ハーメルン
湖の求道者
Fate/Apocrypha 外典にて踊る■の雛

 ―――――――――――――日本の繁華街の路地裏を、ホストのような風貌の男が一心不乱に走っていた。
 その整った顔立ちを自身の様々な汁にまみれさせ、盛大に青ざめながら歪ませながら。

 男の名は相良豹馬。
 とあるモノを象徴に掲げ、魔術協会からの離反、独立宣言を行ったユグドミレニア一族の一人である。

 かつて、冬木と呼ばれる街で執り行われていた、七人の魔術師と英霊たちによる聖杯戦争と呼ばれた魔術儀式。

 しかし二次大戦の最中、ナチスドイツの手を借りてとあるマスターが聖杯戦争の舞台装置『大聖杯』を強奪したことで儀式は終了した。
 結果、聖杯戦争の術式の一部が拡散し様々な小規模聖杯戦争、亜種聖杯戦争が多発するが────。

 ナチスドイツからも大聖杯を隠匿し、60年間隠し続けた件のマスター────ダーニック・プレストーン・ユグドミレニアが大聖杯の所有を表明。
 魔術協会である時計塔からの一族の離反を表明、奪った大聖杯による聖杯戦争でもって宣戦を布告した。

 聖杯戦争のシステムによる、七騎対七騎というかつてない規模の戦争。
 斯くして、ルーマニア・トゥリファスを舞台に空前絶後の規模の戦争────『聖杯大戦』が勃発した。

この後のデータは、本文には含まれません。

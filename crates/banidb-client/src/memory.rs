//! In-process provider over fixture data
//!
//! Deterministic stand-in for the HTTP provider: canned search responses per
//! (text, mode), a fallback that returns every shabad line, failure
//! injection, and a call log so tests can assert what the cascade issued.

use std::collections::{HashMap, HashSet};
use std::sync::atomic::{AtomicUsize, Ordering};
use std::sync::Mutex;

use async_trait::async_trait;
use gurbani_types::{
    CatalogEntry, Composition, CompositionKind, CompositionRef, SearchMode, VerseCandidate,
};

use crate::{ProviderError, Result, ScriptureProvider, SearchRequest};

#[derive(Default)]
pub struct InMemoryProvider {
    compositions: Vec<Composition>,
    catalog: Vec<CatalogEntry>,
    canned: HashMap<(String, SearchMode), Vec<VerseCandidate>>,
    failing_modes: HashSet<SearchMode>,
    catalog_unavailable: bool,
    search_log: Mutex<Vec<SearchRequest>>,
    catalog_fetches: AtomicUsize,
    composition_fetches: AtomicUsize,
}

impl InMemoryProvider {
    pub fn new() -> Self {
        Self::default()
    }

    pub fn with_composition(mut self, composition: Composition) -> Self {
        self.compositions.push(composition);
        self
    }

    pub fn with_catalog(mut self, catalog: Vec<CatalogEntry>) -> Self {
        self.catalog = catalog;
        self
    }

    /// Fixed response for an exact (text, mode) pair
    pub fn with_search_results(
        mut self,
        text: impl Into<String>,
        mode: SearchMode,
        results: Vec<VerseCandidate>,
    ) -> Self {
        self.canned.insert((text.into(), mode), results);
        self
    }

    /// Every search in `mode` fails with a 503
    pub fn failing_mode(mut self, mode: SearchMode) -> Self {
        self.failing_modes.insert(mode);
        self
    }

    /// Catalog fetches fail with a 503
    pub fn catalog_unavailable(mut self) -> Self {
        self.catalog_unavailable = true;
        self
    }

    /// Searches issued so far, in order
    pub fn searches(&self) -> Vec<SearchRequest> {
        self.search_log
            .lock()
            .map(|log| log.clone())
            .unwrap_or_default()
    }

    pub fn catalog_fetches(&self) -> usize {
        self.catalog_fetches.load(Ordering::SeqCst)
    }

    pub fn composition_fetches(&self) -> usize {
        self.composition_fetches.load(Ordering::SeqCst)
    }

    /// Every shabad line as a candidate, in fixture order
    fn all_shabad_lines(&self, limit: usize) -> Vec<VerseCandidate> {
        self.compositions
            .iter()
            .filter(|c| c.reference.kind == CompositionKind::Shabad)
            .flat_map(|c| {
                c.lines.iter().map(move |line| VerseCandidate {
                    verse_id: line.id,
                    shabad_id: c.reference.id,
                    gurmukhi: line.gurmukhi.clone(),
                    transliteration: line.transliteration.clone(),
                })
            })
            .take(limit)
            .collect()
    }

    fn unavailable() -> ProviderError {
        ProviderError::Status {
            status: 503,
            body: "fixture provider unavailable".into(),
        }
    }
}

#[async_trait]
impl ScriptureProvider for InMemoryProvider {
    async fn search(&self, request: &SearchRequest) -> Result<Vec<VerseCandidate>> {
        if let Ok(mut log) = self.search_log.lock() {
            log.push(request.clone());
        }
        if self.failing_modes.contains(&request.mode) {
            return Err(Self::unavailable());
        }
        match self.canned.get(&(request.text.clone(), request.mode)) {
            Some(results) => Ok(results.iter().take(request.limit).cloned().collect()),
            None => Ok(self.all_shabad_lines(request.limit)),
        }
    }

    async fn fetch_composition(&self, reference: &CompositionRef) -> Result<Option<Composition>> {
        self.composition_fetches.fetch_add(1, Ordering::SeqCst);
        Ok(self
            .compositions
            .iter()
            .find(|c| c.reference == *reference)
            .cloned())
    }

    async fn fetch_catalog(&self) -> Result<Vec<CatalogEntry>> {
        self.catalog_fetches.fetch_add(1, Ordering::SeqCst);
        if self.catalog_unavailable {
            return Err(Self::unavailable());
        }
        Ok(self.catalog.clone())
    }
}

#[cfg(test)]
mod tests {
    use super::*;
    use gurbani_types::Verse;

    fn shabad() -> Composition {
        Composition {
            reference: CompositionRef::shabad(5),
            name: "Fixture".into(),
            lines: vec![Verse {
                id: 50,
                gurmukhi: "ਵਾਹਿਗੁਰੂ".into(),
                transliteration: "vaahiguroo".into(),
                transliteration_hi: String::new(),
                translation: String::new(),
                composition_id: Some(5),
            }],
        }
    }

    #[tokio::test]
    async fn test_fallback_search_returns_shabad_lines() {
        let provider = InMemoryProvider::new().with_composition(shabad());
        let hits = provider
            .search(&SearchRequest::new("anything", SearchMode::FullWord))
            .await
            .unwrap();
        assert_eq!(hits.len(), 1);
        assert_eq!(hits[0].shabad_id, 5);
        assert_eq!(provider.searches().len(), 1);
    }

    #[tokio::test]
    async fn test_canned_and_failing_modes() {
        let provider = InMemoryProvider::new()
            .with_composition(shabad())
            .with_search_results("www", SearchMode::EnglishFirstLetters, vec![])
            .failing_mode(SearchMode::Broad);

        let canned = provider
            .search(&SearchRequest::new("www", SearchMode::EnglishFirstLetters))
            .await
            .unwrap();
        assert!(canned.is_empty());

        let failed = provider
            .search(&SearchRequest::new("www", SearchMode::Broad))
            .await;
        assert!(matches!(failed, Err(ProviderError::Status { status: 503, .. })));
    }

    #[tokio::test]
    async fn test_catalog_counts_fetches() {
        let provider = InMemoryProvider::new().catalog_unavailable();
        assert!(provider.fetch_catalog().await.is_err());
        assert!(provider.fetch_catalog().await.is_err());
        assert_eq!(provider.catalog_fetches(), 2);
    }
}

 そう、彼は聖杯大戦に於けるユグドミレニア側のマスター()()()
 今夜はその最重要過程である、英霊召喚の実行に移す夜。
 彼の一族が継承してきた魔術は暗示や潜伏、諜報など地味な方面に特化しており、他の魔術師からは『ネズミ』と呼ばれていた。

 実際に彼はそれをコンプレックスにこそしているが、それは紛れもない事実だった。
 サーヴァントが14人存在することで大聖杯からのバックアップが半分になっている今回の聖杯大戦では、ジャックの信仰面での弱さも相まってサーヴァントの召喚すらできないほど脆弱な、まさしく二流の魔術師である。

 三騎士やライダーの様に高位の英霊が召喚されやすいクラスではなくアサシンのサーヴァントの召喚を狙ったのも、自身の力不足を考慮してのこと。
 また、情報の少なさを重要視してジャック・ザ・リッパーが実際に使用したとされるナイフを触媒に用意し、召喚に挑まんとした。

 だが、それでも不安はあった。

 故に故郷の日本にて実際にジャック召喚の可能性を最大限に高めるため、その凶器を使ってジャック・ザ・リッパーの犯行現場を再現しようとした。
 一般人の女を、生贄にしようとしたのだ。

 日本式の呪術系統と西洋の魔術が混合された代償(いけにえ)を利用する魔術系統。
 人命を代償に建築物やあるいは人命そのものの安全を確立させる搾取型の防護魔術の使い手だ。
 人を生け贄に捧げるのに、躊躇などなかった。

 その結果────彼は今、一心不乱に逃げ出すように走っている。
 その手にはマスターの証したる令呪は、無い。